◆ **ASSIGNMENT**:
Every entry should be reproduced word for word.
• • • • •
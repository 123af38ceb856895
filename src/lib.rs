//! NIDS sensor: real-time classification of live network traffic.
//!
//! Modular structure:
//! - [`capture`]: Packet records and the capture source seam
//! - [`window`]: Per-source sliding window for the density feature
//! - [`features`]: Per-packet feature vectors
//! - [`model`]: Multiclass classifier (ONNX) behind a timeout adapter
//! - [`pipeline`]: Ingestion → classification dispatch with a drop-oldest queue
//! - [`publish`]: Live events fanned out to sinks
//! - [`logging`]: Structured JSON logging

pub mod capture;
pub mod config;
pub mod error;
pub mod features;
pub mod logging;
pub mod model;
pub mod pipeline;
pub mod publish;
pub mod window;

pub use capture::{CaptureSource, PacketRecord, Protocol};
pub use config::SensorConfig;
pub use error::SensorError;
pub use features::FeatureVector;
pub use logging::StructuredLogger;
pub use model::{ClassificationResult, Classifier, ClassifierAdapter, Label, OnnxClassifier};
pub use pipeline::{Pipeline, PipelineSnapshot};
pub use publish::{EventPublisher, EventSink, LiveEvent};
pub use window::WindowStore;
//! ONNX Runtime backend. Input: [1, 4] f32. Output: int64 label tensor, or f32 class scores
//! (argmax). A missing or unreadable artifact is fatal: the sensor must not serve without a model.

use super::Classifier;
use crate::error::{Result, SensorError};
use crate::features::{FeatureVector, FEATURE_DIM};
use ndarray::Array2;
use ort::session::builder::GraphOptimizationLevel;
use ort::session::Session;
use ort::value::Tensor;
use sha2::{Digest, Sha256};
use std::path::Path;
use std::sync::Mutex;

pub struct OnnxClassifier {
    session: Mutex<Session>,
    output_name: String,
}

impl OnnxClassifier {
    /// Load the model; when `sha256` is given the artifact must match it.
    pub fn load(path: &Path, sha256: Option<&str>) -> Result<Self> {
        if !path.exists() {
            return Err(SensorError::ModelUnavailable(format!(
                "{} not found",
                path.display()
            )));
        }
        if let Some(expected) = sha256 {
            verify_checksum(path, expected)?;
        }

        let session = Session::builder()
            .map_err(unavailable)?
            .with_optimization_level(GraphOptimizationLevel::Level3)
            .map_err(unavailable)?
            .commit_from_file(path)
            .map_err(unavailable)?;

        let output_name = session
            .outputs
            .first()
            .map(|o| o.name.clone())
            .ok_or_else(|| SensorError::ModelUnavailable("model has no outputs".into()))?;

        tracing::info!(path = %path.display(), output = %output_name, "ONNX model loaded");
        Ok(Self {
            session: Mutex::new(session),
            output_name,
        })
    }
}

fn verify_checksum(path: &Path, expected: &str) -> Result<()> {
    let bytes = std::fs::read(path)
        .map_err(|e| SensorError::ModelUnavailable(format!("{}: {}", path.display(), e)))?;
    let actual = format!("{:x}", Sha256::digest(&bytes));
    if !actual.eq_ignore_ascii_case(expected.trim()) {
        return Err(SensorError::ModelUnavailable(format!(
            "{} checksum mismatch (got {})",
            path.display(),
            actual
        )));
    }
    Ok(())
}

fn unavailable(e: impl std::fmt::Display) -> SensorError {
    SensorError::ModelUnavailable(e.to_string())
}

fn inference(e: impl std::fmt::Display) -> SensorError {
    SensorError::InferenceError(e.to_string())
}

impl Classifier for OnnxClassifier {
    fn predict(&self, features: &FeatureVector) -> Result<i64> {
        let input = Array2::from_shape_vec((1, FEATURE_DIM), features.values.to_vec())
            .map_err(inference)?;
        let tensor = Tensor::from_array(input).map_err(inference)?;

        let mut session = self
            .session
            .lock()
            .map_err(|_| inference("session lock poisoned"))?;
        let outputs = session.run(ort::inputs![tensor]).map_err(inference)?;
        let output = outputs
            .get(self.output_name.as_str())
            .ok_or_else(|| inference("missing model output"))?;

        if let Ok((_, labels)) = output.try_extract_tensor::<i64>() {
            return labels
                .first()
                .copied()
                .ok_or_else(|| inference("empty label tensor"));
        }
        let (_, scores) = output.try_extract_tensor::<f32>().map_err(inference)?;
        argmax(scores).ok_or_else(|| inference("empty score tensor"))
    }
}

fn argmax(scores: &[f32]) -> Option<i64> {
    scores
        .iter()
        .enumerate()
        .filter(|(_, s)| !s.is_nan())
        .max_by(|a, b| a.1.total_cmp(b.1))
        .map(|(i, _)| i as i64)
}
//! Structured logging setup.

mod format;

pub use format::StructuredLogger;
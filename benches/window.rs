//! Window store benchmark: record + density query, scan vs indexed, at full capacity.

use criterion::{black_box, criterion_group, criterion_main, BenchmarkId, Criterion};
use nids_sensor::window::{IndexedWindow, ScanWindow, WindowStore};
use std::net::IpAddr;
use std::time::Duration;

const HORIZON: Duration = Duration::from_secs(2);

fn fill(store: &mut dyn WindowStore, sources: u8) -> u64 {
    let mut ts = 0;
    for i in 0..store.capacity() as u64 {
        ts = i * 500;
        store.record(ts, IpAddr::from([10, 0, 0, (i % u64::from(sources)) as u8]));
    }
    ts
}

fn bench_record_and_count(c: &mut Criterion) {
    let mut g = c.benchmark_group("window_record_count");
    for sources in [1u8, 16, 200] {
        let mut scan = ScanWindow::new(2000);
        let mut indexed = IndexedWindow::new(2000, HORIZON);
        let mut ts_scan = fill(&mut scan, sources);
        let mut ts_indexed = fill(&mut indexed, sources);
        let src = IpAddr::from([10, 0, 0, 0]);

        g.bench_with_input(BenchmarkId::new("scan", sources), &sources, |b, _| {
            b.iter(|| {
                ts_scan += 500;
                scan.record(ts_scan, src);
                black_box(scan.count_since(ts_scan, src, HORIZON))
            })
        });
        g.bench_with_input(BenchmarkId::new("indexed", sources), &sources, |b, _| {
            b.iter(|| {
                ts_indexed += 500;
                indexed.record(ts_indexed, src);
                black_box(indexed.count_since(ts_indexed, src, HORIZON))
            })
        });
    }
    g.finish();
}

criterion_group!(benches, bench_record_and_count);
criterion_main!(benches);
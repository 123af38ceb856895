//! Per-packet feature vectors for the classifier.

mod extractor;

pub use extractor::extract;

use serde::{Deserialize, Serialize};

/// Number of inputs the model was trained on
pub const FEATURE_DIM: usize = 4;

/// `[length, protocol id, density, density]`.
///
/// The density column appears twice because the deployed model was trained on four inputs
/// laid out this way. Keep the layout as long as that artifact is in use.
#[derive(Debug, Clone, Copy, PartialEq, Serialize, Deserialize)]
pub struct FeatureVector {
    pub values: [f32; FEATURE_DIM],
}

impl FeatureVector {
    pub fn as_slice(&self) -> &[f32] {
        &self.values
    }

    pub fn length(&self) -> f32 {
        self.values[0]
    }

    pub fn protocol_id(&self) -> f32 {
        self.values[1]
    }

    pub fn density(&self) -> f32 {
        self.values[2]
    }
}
• • • • •
◆ **OUTPUT BELOW**:
repository 123af38ceb856895
filename src/lib.rs
//! NIDS sensor: real-time classification of live network traffic.
//!
//! Modular structure:
//! - [`capture`]: Packet records and the capture source seam
//! - [`window`]: Per-source sliding window for the density feature
//! - [`features`]: Per-packet feature vectors
//! - [`model`]: Multiclass classifier (ONNX) behind a timeout adapter
//! - [`pipeline`]: Ingestion → classification dispatch with a drop-oldest queue
//! - [`publish`]: Live events fanned out to sinks
//! - [`logging`]: Structured JSON logging

pub mod capture;
pub mod config;
pub mod error;
pub mod features;
pub mod logging;
pub mod model;
pub mod pipeline;
pub mod publish;
pub mod window;

pub use capture::{CaptureSource, PacketRecord, Protocol};
pub use config::SensorConfig;
pub use error::SensorError;
pub use features::FeatureVector;
pub use logging::StructuredLogger;
pub use model::{ClassificationResult, Classifier, ClassifierAdapter, Label, OnnxClassifier};
pub use pipeline::{Pipeline, PipelineSnapshot};
pub use publish::{EventPublisher, EventSink, LiveEvent};
pub use window::WindowStore;
//! ONNX Runtime backend. Input: [1, 4] f32. Output: int64 label tensor, or f32 class scores
//! (argmax). A missing or unreadable artifact is fatal: the sensor must not serve without a model.

use super::Classifier;
use crate::error::{Result, SensorError};
use crate::features::{FeatureVector, FEATURE_DIM};
use ndarray::Array2;
use ort::session::builder::GraphOptimizationLevel;
use ort::session::Session;
use ort::value::Tensor;
use sha2::{Digest, Sha256};
use std::path::Path;
use std::sync::Mutex;

pub struct OnnxClassifier {
    session: Mutex<Session>,
    output_name: String,
}

impl OnnxClassifier {
    /// Load the model; when `sha256` is given the artifact must match it.
    pub fn load(path: &Path, sha256: Option<&str>) -> Result<Self> {
        if !path.exists() {
            return Err(SensorError::ModelUnavailable(format!(
                "{} not found",
                path.display()
            )));
        }
        if let Some(expected) = sha256 {
            verify_checksum(path, expected)?;
        }

        let session = Session::builder()
            .map_err(unavailable)?
            .with_optimization_level(GraphOptimizationLevel::Level3)
            .map_err(unavailable)?
            .commit_from_file(path)
            .map_err(unavailable)?;

        let output_name = session
            .outputs
            .first()
            .map(|o| o.name.clone())
            .ok_or_else(|| SensorError::ModelUnavailable("model has no outputs".into()))?;

        tracing::info!(path = %path.display(), output = %output_name, "ONNX model loaded");
        Ok(Self {
            session: Mutex::new(session),
            output_name,
        })
    }
}

fn verify_checksum(path: &Path, expected: &str) -> Result<()> {
    let bytes = std::fs::read(path)
        .map_err(|e| SensorError::ModelUnavailable(format!("{}: {}", path.display(), e)))?;
    let actual = format!("{:x}", Sha256::digest(&bytes));
    if !actual.eq_ignore_ascii_case(expected.trim()) {
        return Err(SensorError::ModelUnavailable(format!(
            "{} checksum mismatch (got {})",
            path.display(),
            actual
        )));
    }
    Ok(())
}

fn unavailable(e: impl std::fmt::Display) -> SensorError {
    SensorError::ModelUnavailable(e.to_string())
}

fn inference(e: impl std::fmt::Display) -> SensorError {
    SensorError::InferenceError(e.to_string())
}

impl Classifier for OnnxClassifier {
    fn predict(&self, features: &FeatureVector) -> Result<i64> {
        let input = Array2::from_shape_vec((1, FEATURE_DIM), features.values.to_vec())
            .map_err(inference)?;
        let tensor = Tensor::from_array(input).map_err(inference)?;

        let mut session = self
            .session
            .lock()
            .map_err(|_| inference("session lock poisoned"))?;
        let outputs = session.run(ort::inputs![tensor]).map_err(inference)?;
        let output = outputs
            .get(self.output_name.as_str())
            .ok_or_else(|| inference("missing model output"))?;

        if let Ok((_, labels)) = output.try_extract_tensor::<i64>() {
            return labels
                .first()
                .copied()
                .ok_or_else(|| inference("empty label tensor"));
        }
        let (_, scores) = output.try_extract_tensor::<f32>().map_err(inference)?;
        argmax(scores).ok_or_else(|| inference("empty score tensor"))
    }
}

fn argmax(scores: &[f32]) -> Option<i64> {
    scores
        .iter()
        .enumerate()
        .filter(|(_, s)| !s.is_nan())
        .max_by(|a, b| a.1.total_cmp(b.1))
        .map(|(i, _)| i as i64)
}
//! Structured logging setup.

mod format;

pub use format::StructuredLogger;
filename benches/window.rs
//! Window store benchmark: record + density query, scan vs indexed, at full capacity.

use criterion::{black_box, criterion_group, criterion_main, BenchmarkId, Criterion};
use nids_sensor::window::{IndexedWindow, ScanWindow, WindowStore};
use std::net::IpAddr;
use std::time::Duration;

const HORIZON: Duration = Duration::from_secs(2);

fn fill(store: &mut dyn WindowStore, sources: u8) -> u64 {
    let mut ts = 0;
    for i in 0..store.capacity() as u64 {
        ts = i * 500;
        store.record(ts, IpAddr::from([10, 0, 0, (i % u64::from(sources)) as u8]));
    }
    ts
}

fn bench_record_and_count(c: &mut Criterion) {
    let mut g = c.benchmark_group("window_record_count");
    for sources in [1u8, 16, 200] {
        let mut scan = ScanWindow::new(2000);
        let mut indexed = IndexedWindow::new(2000, HORIZON);
        let mut ts_scan = fill(&mut scan, sources);
        let mut ts_indexed = fill(&mut indexed, sources);
        let src = IpAddr::from([10, 0, 0, 0]);

        g.bench_with_input(BenchmarkId::new("scan", sources), &sources, |b, _| {
            b.iter(|| {
                ts_scan += 500;
                scan.record(ts_scan, src);
                black_box(scan.count_since(ts_scan, src, HORIZON))
            })
        });
        g.bench_with_input(BenchmarkId::new("indexed", sources), &sources, |b, _| {
            b.iter(|| {
                ts_indexed += 500;
                indexed.record(ts_indexed, src);
                black_box(indexed.count_since(ts_indexed, src, HORIZON))
            })
        });
    }
    g.finish();
}

criterion_group!(benches, bench_record_and_count);
criterion_main!(benches);
repository 123af38ceb856895
//! Per-packet feature vectors for the classifier.

mod extractor;

pub use extractor::extract;

use serde::{Deserialize, Serialize};

/// Number of inputs the model was trained on
pub const FEATURE_DIM: usize = 4;

/// `[length, protocol id, density, density]`.
///
/// The density column appears twice because the deployed model was trained on four inputs
/// laid out this way. Keep the layout as long as that artifact is in use.
#[derive(Debug, Clone, Copy, PartialEq, Serialize, Deserialize)]
pub struct FeatureVector {
    pub values: [f32; FEATURE_DIM],
}

impl FeatureVector {
    pub fn as_slice(&self) -> &[f32] {
        &self.values
    }

    pub fn length(&self) -> f32 {
        self.values[0]
    }

    pub fn protocol_id(&self) -> f32 {
        self.values[1]
    }

    pub fn density(&self) -> f32 {
        self.values[2]
    }
}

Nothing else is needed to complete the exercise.